The old business parable tells of the blind man selling pencils on a street corner. A business man is walking down the street, and in need of a new pencil, he approach the blind pencil salesman. Just before he reaches for a pencil he notices the sign that says ‘Pencils- $10,000’. Confused he asks the blind man “How the heck do you expect to sell pencils if you charge $10,000?” To which the blind man replies “I only gotta sell one.”
While an absurd example, the story does bring to mind the conundrum of how to price one’s wares in the auction house. How much do you typically hope to make from selling an item? What is a fair price for an item? And, perhaps more profoundly, is fair a factor at all? Take for example a common cooking recipe that can be purchased from a vendor. While this recipe can be bought for only 1.5 Gold, the vendor himself is in a somewhat remote location. Upon searching the Auction house, there are no others of this recipe listed. How does one price this recipe then? Does one simply add a nominal cost for your time and effort put forth to acquire and list the recipe? Perhaps simply doubling the price? Doubling the price may only reap in a modest 1.5G but looked at another way it is an amazing 100% profit margin. The problem, however, with simply looking at the profit margin is that it discounts the opportunity cost in acquiring the item. How far did you have to travel to get the item? Was there any amount of damage taken in getting it and hence a (perhaps even negligible) repair bill? Did you have to do additional work such as questing to progress to a different game phase or farming a certain amount of rep to be able to attain the item? Is there a flight cost involved for flights taken? And, most importantly, what else could you have been doing with the time spent acquiring the item that might have been more profitable? The point being, that if you spent 25 minutes and 50 silver in flight costs to get the item, 1.5G may not look to be like such a profit after all. Even if you just happen to be in the area doing an old quest or a long-forgotten turn-in when you attain the item, shouldn’t your price on the recipe still reflect the amount of effort it would take the average player to attain it?

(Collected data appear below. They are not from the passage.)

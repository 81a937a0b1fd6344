//! Artifact Record - what a successful run published

use chrono::{DateTime, Utc};
use serde::{Deserialize, Serialize};

/// A published artifact, identified by its trailing content hash.
#[derive(Debug, Clone, Serialize, Deserialize, PartialEq, Eq)]
pub struct ArtifactRecord {
    run_id: String,
    filename: String,
    content_hash: String,
    size_bytes: u64,
    created_at: DateTime<Utc>,
}

impl ArtifactRecord {
    /// Create a new artifact record.
    ///
    /// # Arguments
    ///
    /// * `run_id` - ID of the run that produced it
    /// * `filename` - Stored filename
    /// * `content_hash` - Hex content hash from the artifact trailer
    /// * `size_bytes` - Stored size
    #[must_use]
    pub fn new(
        run_id: impl Into<String>,
        filename: impl Into<String>,
        content_hash: impl Into<String>,
        size_bytes: u64,
    ) -> Self {
        Self {
            run_id: run_id.into(),
            filename: filename.into(),
            content_hash: content_hash.into(),
            size_bytes,
            created_at: Utc::now(),
        }
    }

    /// Get the run ID.
    #[must_use]
    pub fn run_id(&self) -> &str {
        &self.run_id
    }

    /// Get the stored filename.
    #[must_use]
    pub fn filename(&self) -> &str {
        &self.filename
    }

    /// Get the content hash.
    #[must_use]
    pub fn content_hash(&self) -> &str {
        &self.content_hash
    }

    /// Get the size in bytes.
    #[must_use]
    pub const fn size_bytes(&self) -> u64 {
        self.size_bytes
    }

    /// Get the creation timestamp.
    #[must_use]
    pub const fn created_at(&self) -> DateTime<Utc> {
        self.created_at
    }
}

It may not be the fair way of pricing but certainly the most profitable way is to actually set the price as high as you think you can sell it for. Reap in as much profit as you can while still pricing the item cheap enough to attract potential buyers. Remember, however, that while tempting to set your price high enough that you can retire upon a single sale- as with the story of our blind pencil salesman- you don’t want to set your price so high that you scare away any and all potential buyers. That said, when deciding on pricing it is always best to remember another old business allegory wherein a man goes into the jewelry store to purchase a diamond ring. Upon scanning the display cases he finds one he likes and says to the young woman behind the counter, “That one! How much is that one?” And, of course, she replies, “Well how much did you want to spend?”